Task goal | Copy out the data so that nothing differs from the original.

Stored data |
--------------------

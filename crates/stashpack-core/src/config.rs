//! Repository configuration (`stashpack.toml`)

use crate::error::{CoreError, CoreResult};
use serde::{Deserialize, Serialize};
use std::path::{Path, PathBuf};

/// Packaging configuration for a plugin repository
///
/// Every field has a default, so an absent or empty `stashpack.toml` yields
/// the conventional `plugins/` + `dist/` + `index.yml` layout.
#[derive(Debug, Clone, PartialEq, Eq, Serialize, Deserialize)]
pub struct PackConfig {
    /// Directory holding one subdirectory per plugin
    #[serde(default = "default_plugins_dir")]
    pub plugins_dir: PathBuf,

    /// Output directory for built archives
    #[serde(default = "default_dist_dir")]
    pub dist_dir: PathBuf,

    /// Published plugin index
    #[serde(default = "default_index_file")]
    pub index_file: PathBuf,

    /// Plugins built when no selector is given (empty means all)
    #[serde(default)]
    pub default_plugins: Vec<String>,

    /// Initial log level
    #[serde(default = "default_log_level")]
    pub log_level: String,

    /// Parent directory for build scratch space (system temp dir when unset)
    #[serde(default)]
    pub scratch_dir: Option<PathBuf>,
}

fn default_plugins_dir() -> PathBuf {
    PathBuf::from("plugins")
}

fn default_dist_dir() -> PathBuf {
    PathBuf::from("dist")
}

fn default_index_file() -> PathBuf {
    PathBuf::from("index.yml")
}

fn default_log_level() -> String {
    "info".to_string()
}

impl Default for PackConfig {
    fn default() -> Self {
        Self {
            plugins_dir: default_plugins_dir(),
            dist_dir: default_dist_dir(),
            index_file: default_index_file(),
            default_plugins: Vec::new(),
            log_level: default_log_level(),
            scratch_dir: None,
        }
    }
}

impl PackConfig {
    /// Conventional configuration file name
    pub const FILE_NAME: &'static str = "stashpack.toml";

    /// Parse configuration from TOML text
    pub fn from_toml(content: &str) -> CoreResult<Self> {
        toml::from_str(content).map_err(|e| CoreError::Config(e.to_string()))
    }

    /// Load configuration from `path`, rebasing relative paths onto its directory.
    ///
    /// A missing file is not an error; defaults are rebased the same way.
    pub fn load(path: impl AsRef<Path>) -> CoreResult<Self> {
        let path = path.as_ref();
        let base = path.parent().unwrap_or_else(|| Path::new(""));

        let config = match std::fs::read_to_string(path) {
            Ok(content) => Self::from_toml(&content)
                .map_err(|e| CoreError::Config(format!("{}: {e}", path.display())))?,
            Err(e) if e.kind() == std::io::ErrorKind::NotFound => {
                tracing::debug!(path = %path.display(), "no configuration file, using defaults");
                Self::default()
            }
            Err(e) => return Err(e.into()),
        };

        Ok(config.rebase(base))
    }

    /// Resolve relative paths against `root`
    pub fn rebase(mut self, root: &Path) -> Self {
        self.plugins_dir = root.join(&self.plugins_dir);
        self.dist_dir = root.join(&self.dist_dir);
        self.index_file = root.join(&self.index_file);
        self.scratch_dir = self.scratch_dir.map(|dir| root.join(dir));
        self
    }
}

--------------------

Exercise answer |
filename crates/stashpack-core/src/config.rs
//! Repository configuration (`stashpack.toml`)

use crate::error::{CoreError, CoreResult};
use serde::{Deserialize, Serialize};
use std::path::{Path, PathBuf};

/// Packaging configuration for a plugin repository
///
/// Every field has a default, so an absent or empty `stashpack.toml` yields
/// the conventional `plugins/` + `dist/` + `index.yml` layout.
#[derive(Debug, Clone, PartialEq, Eq, Serialize, Deserialize)]
pub struct PackConfig {
    /// Directory holding one subdirectory per plugin
    #[serde(default = "default_plugins_dir")]
    pub plugins_dir: PathBuf,

    /// Output directory for built archives
    #[serde(default = "default_dist_dir")]
    pub dist_dir: PathBuf,

    /// Published plugin index
    #[serde(default = "default_index_file")]
    pub index_file: PathBuf,

    /// Plugins built when no selector is given (empty means all)
    #[serde(default)]
    pub default_plugins: Vec<String>,

    /// Initial log level
    #[serde(default = "default_log_level")]
    pub log_level: String,

    /// Parent directory for build scratch space (system temp dir when unset)
    #[serde(default)]
    pub scratch_dir: Option<PathBuf>,
}

fn default_plugins_dir() -> PathBuf {
    PathBuf::from("plugins")
}

fn default_dist_dir() -> PathBuf {
    PathBuf::from("dist")
}

fn default_index_file() -> PathBuf {
    PathBuf::from("index.yml")
}

fn default_log_level() -> String {
    "info".to_string()
}

impl Default for PackConfig {
    fn default() -> Self {
        Self {
            plugins_dir: default_plugins_dir(),
            dist_dir: default_dist_dir(),
            index_file: default_index_file(),
            default_plugins: Vec::new(),
            log_level: default_log_level(),
            scratch_dir: None,
        }
    }
}

impl PackConfig {
    /// Conventional configuration file name
    pub const FILE_NAME: &'static str = "stashpack.toml";

    /// Parse configuration from TOML text
    pub fn from_toml(content: &str) -> CoreResult<Self> {
        toml::from_str(content).map_err(|e| CoreError::Config(e.to_string()))
    }

    /// Load configuration from `path`, rebasing relative paths onto its directory.
    ///
    /// A missing file is not an error; defaults are rebased the same way.
    pub fn load(path: impl AsRef<Path>) -> CoreResult<Self> {
        let path = path.as_ref();
        let base = path.parent().unwrap_or_else(|| Path::new(""));

        let config = match std::fs::read_to_string(path) {
            Ok(content) => Self::from_toml(&content)
                .map_err(|e| CoreError::Config(format!("{}: {e}", path.display())))?,
            Err(e) if e.kind() == std::io::ErrorKind::NotFound => {
                tracing::debug!(path = %path.display(), "no configuration file, using defaults");
                Self::default()
            }
            Err(e) => return Err(e.into()),
        };

        Ok(config.rebase(base))
    }

    /// Resolve relative paths against `root`
    pub fn rebase(mut self, root: &Path) -> Self {
        self.plugins_dir = root.join(&self.plugins_dir);
        self.dist_dir = root.join(&self.dist_dir);
        self.index_file = root.join(&self.index_file);
        self.scratch_dir = self.scratch_dir.map(|dir| root.join(dir));
        self
    }
}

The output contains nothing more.